Predictive Hacks

Decision Boundary in Python

decision boundary

Definition of Decision Boundary

In classification problems with two or more classes, a decision boundary is a hypersurface that separates the underlying vector space into sets, one for each class. Andrew Ng provides a nice example of Decision Boundary in Logistic Regression.

We know that there are some Linear (like logistic regression) and some non-Linear (like Random Forest) decision boundaries.
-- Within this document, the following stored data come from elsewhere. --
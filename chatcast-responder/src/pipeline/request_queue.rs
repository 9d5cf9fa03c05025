//! Ordered answer fetching
//!
//! Admitted comments wait here in arrival order. A single consumer loop runs
//! one [`AnswerFetchTask`] at a time and hands every outcome to the caller,
//! which decides what reaches playback.

use crate::comment::Comment;
use crate::fetch::task::{AnswerFetchTask, TaskDeps, TaskOutcome};
use crate::metrics::PipelineMetrics;
use crate::pipeline::scoped_queue::{PushError, ScopedQueue};
use chatcast_common::events::{ChatcastEvent, EventBus, PipelineStage};
use chatcast_common::time::{duration_ms, now};
use std::sync::{Arc, Mutex};
use tokio_util::sync::CancellationToken;
use tracing::{debug, info};

pub struct RequestQueue {
    queue: ScopedQueue<Comment>,
    deps: TaskDeps,
    events: EventBus,
    metrics: Arc<dyn PipelineMetrics>,
    keep_conversation: bool,
    conversation_id: Mutex<Option<String>>,
    current: Mutex<Option<String>>,
}

impl RequestQueue {
    /// `capacity` of 0 leaves the queue unbounded
    pub fn new(
        deps: TaskDeps,
        events: EventBus,
        metrics: Arc<dyn PipelineMetrics>,
        shutdown: CancellationToken,
        capacity: usize,
        keep_conversation: bool,
    ) -> Self {
        Self {
            queue: ScopedQueue::new(shutdown, capacity),
            deps,
            events,
            metrics,
            keep_conversation,
            conversation_id: Mutex::new(None),
            current: Mutex::new(None),
        }
    }

    /// Append a comment; returns the queue depth after the push
    pub fn enqueue(&self, comment: Comment) -> Result<usize, PushError> {
        let comment_id = comment.id.clone();
        let depth = self.queue.push(comment).map_err(|(_, reason)| reason)?;
        debug!(comment_id = %comment_id, depth, "Comment queued for answering");
        Ok(depth)
    }

    /// Comments waiting (excluding the one being fetched)
    pub fn len(&self) -> usize {
        self.queue.len()
    }

    pub fn is_empty(&self) -> bool {
        self.queue.is_empty()
    }

    pub fn is_busy(&self) -> bool {
        self.queue.is_busy()
    }

    /// Comment id of the task in flight, if any
    pub fn current_comment(&self) -> Option<String> {
        self.current.lock().unwrap_or_else(|p| p.into_inner()).clone()
    }

    /// Abandon the fetch in flight and discard waiting comments
    pub fn cancel(&self) -> usize {
        let discarded = self.queue.cancel_scope().len();
        info!(discarded, "Request scope cancelled");
        self.events.emit_lossy(ChatcastEvent::QueueCleared {
            stage: PipelineStage::Requests,
            discarded,
            timestamp: now(),
        });
        discarded
    }

    /// Consumer loop. Each task is awaited before the next comment is taken,
    /// and `on_outcome` sees outcomes in comment order. Returns after shutdown.
    pub async fn run<F>(self: Arc<Self>, mut on_outcome: F)
    where
        F: FnMut(TaskOutcome) + Send,
    {
        debug!("Request loop started");
        while let Some((comment, scope)) = self.queue.next().await {
            let _busy = self.queue.busy_guard();
            let outcome = self.process(comment, &scope).await;
            on_outcome(outcome);
        }
        debug!("Request loop stopped");
    }

    async fn process(&self, comment: Comment, scope: &CancellationToken) -> TaskOutcome {
        let comment_id = comment.id.clone();
        self.set_current(Some(comment_id.clone()));
        self.metrics.task_started();
        self.events.emit_lossy(ChatcastEvent::AnswerTaskStarted {
            comment_id: comment_id.clone(),
            timestamp: now(),
        });

        let conversation = if self.keep_conversation {
            self.conversation_id.lock().unwrap_or_else(|p| p.into_inner()).clone()
        } else {
            None
        };

        let outcome = AnswerFetchTask::new(comment)
            .with_conversation(conversation)
            .run(&self.deps, scope)
            .await;

        if self.keep_conversation && outcome.is_completed() {
            if let Some(id) = &outcome.correlation.conversation_id {
                *self.conversation_id.lock().unwrap_or_else(|p| p.into_inner()) = Some(id.clone());
            }
        }

        let kind = outcome.kind();
        self.metrics.task_finished(kind);
        self.events.emit_lossy(ChatcastEvent::AnswerTaskFinished {
            comment_id,
            outcome: kind,
            elapsed_ms: duration_ms(outcome.elapsed),
            detail: outcome
                .error
                .as_ref()
                .filter(|e| !e.is_cancellation())
                .map(|e| e.to_string()),
            timestamp: now(),
        });
        self.set_current(None);
        outcome
    }

    fn set_current(&self, comment_id: Option<String>) {
        *self.current.lock().unwrap_or_else(|p| p.into_inner()) = comment_id;
    }
}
Let’s create a dummy dataset of two explanatory variables and a target of two classes and see the Decision Boundaries of different algorithms.

Create the Dummy Dataset

We will create a dummy dataset with scikit-learn of 200 rows, 2 informative independent variables, and 1 target of two classes.

from sklearn.datasets import make_classification
X, y = make_classification(n_samples=200, n_features=2, n_informative=2, n_redundant=0, n_classes=2, random_state=1)
  

Create the Decision Boundary of each Classifier

We will compare 6 classification algorithms such as:

  • Logistic Regression
  • Decision Tree
  • Random Forest
  • Support Vector Machines (SVM)
  • Naive Bayes
  • Neural Network

We will work with the Mlxtend library. For simplicity, we decided to keep the default parameters of every algorithm.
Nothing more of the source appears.